Though the differences between direct and derivative claims may be clear, which category the claim falls under might be difficult to discern. This is especially true for LLCs, because they do not have a long history of these types of cases. The Arkansas Supreme Court dealt with this issue in Muccio v. Hunt. Here, minority members of an LLC sued the other members and managers. They alleged that these majority members committed fraud, breached their duty to disclose information, and converted their membership interests.
The trial court found that the claim was derivative. This meant that the minority members of the LLC had no standing because the LLC itself was the proper party to bring this complaint. However, the Supreme Court of Arkansas reversed, holding that the claim may proceed in the members’ names, stating that the members themselves were injured; and therefore, the claim was direct. The court addressed the fraud, breach of duty to disclose, and conversion separately.
Regarding fraud, the court first noted these types of suits are normally derivative. The court noted that direct suits are appropriate, however, when the member shows an injury that is unique to the member, and not applicable only to the LLC. In applying this rule to the present situation, the court found that the minority members suffered loss of their ownership. The court further noted that the fraud being alleged by plaintiffs was not fraud that harmed only the LLC. This resulted in the claim of fraud to be classified as direct, not derivative.
When analyzing the duty to disclose, the Arkansas Supreme Court noted their LLC statute. This requires the LLC managing members to make available full and true information that reasonably affects any member. The court later stated that these statutory rights of members supported individual claims, not claims made by the LLC. This led the court to rule that this claim was also direct.
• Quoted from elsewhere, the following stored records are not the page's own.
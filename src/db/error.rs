use thiserror::Error;

#[derive(Debug, Error)]
pub enum DbError {
    #[error("Database not configured")]
    NotConfigured,

    #[error("Not found")]
    NotFound,

    #[error("Conflict: {0}")]
    Conflict(String),

    #[error("Validation error: {0}")]
    Validation(String),

    #[cfg(feature = "database-sqlite")]
    #[error("Database error: {0}")]
    Sqlx(#[from] sqlx::Error),

    /// The audit entry of a mutation could not be written; the mutation was
    /// rolled back with it
    #[cfg(feature = "database-sqlite")]
    #[error("Audit write failed: {0}")]
    AuditWrite(#[source] sqlx::Error),

    #[cfg(feature = "database-sqlite")]
    #[error("Migration error: {0}")]
    Migration(#[from] sqlx::migrate::MigrateError),

    /// A stored value could not be mapped back onto a model
    #[error("Internal error: {0}")]
    Internal(String),
}

impl DbError {
    /// Whether the error comes from a unique or primary key violation.
    pub fn is_unique_violation(&self) -> bool {
        match self {
            DbError::Conflict(_) => true,
            #[cfg(feature = "database-sqlite")]
            DbError::Sqlx(sqlx::Error::Database(e)) => e.is_unique_violation(),
            _ => false,
        }
    }

    /// Whether the audit trail rejected the write.
    pub fn is_audit_failure(&self) -> bool {
        match self {
            #[cfg(feature = "database-sqlite")]
            DbError::AuditWrite(_) => true,
            _ => false,
        }
    }
}

pub type DbResult<T> = Result<T, DbError>;
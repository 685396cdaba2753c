use axum::{
    Json,
    extract::{Path, State},
};
use serde::Deserialize;

use super::error::AdminError;
use crate::{AppState, models::ExportRecord};

/// Body of an extend request.
#[derive(Debug, Default, Deserialize)]
#[serde(deny_unknown_fields)]
pub struct ExtendRequest {
    /// New retention period counted from now. Omitted: recompute from the
    /// current policies and download count.
    #[serde(default)]
    pub days: Option<u32>,
}

/// Get an export record by ID
#[tracing::instrument(name = "admin.exports.get", skip(state))]
pub async fn get(
    State(state): State<AppState>,
    Path(id): Path<String>,
) -> Result<Json<ExportRecord>, AdminError> {
    Ok(Json(state.services.exports.get(&id).await?))
}

/// Reset an export's retention clock
#[tracing::instrument(name = "admin.exports.extend", skip(state, body), fields(days = ?body.days))]
pub async fn extend(
    State(state): State<AppState>,
    Path(id): Path<String>,
    Json(body): Json<ExtendRequest>,
) -> Result<Json<ExportRecord>, AdminError> {
    let record = state.services.exports.extend(&id, body.days).await?;
    Ok(Json(record))
}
Finally, the court addressed the claim of conversion (wrongful possession of another person’s property). In this case, the plaintiffs contended that the LLC converted the minority member’s interests. In their complaint, the plaintiffs stated the the managing members did this through fraudulent misrepresentation. The court agreed that the conversion was tied to the fraud; since the fraud claim was direct, then the conversion claim was also direct.
Throughout the opinion, the Arkansas Supreme Court constantly compared LLC and corporate law. The court even mentioned corporate case law and applied it to the LLC case at hand. This was a surprise to many, and appeared to blur the line between the two business entities. By ruling that these types of claims were direct, the Arkansas Supreme Court made it easier for a disgruntled LLC member to bring a suit against the other members. If this type of ruling becomes a trend for other states, it means that the LLC may have to take more steps to protect themselves from liability.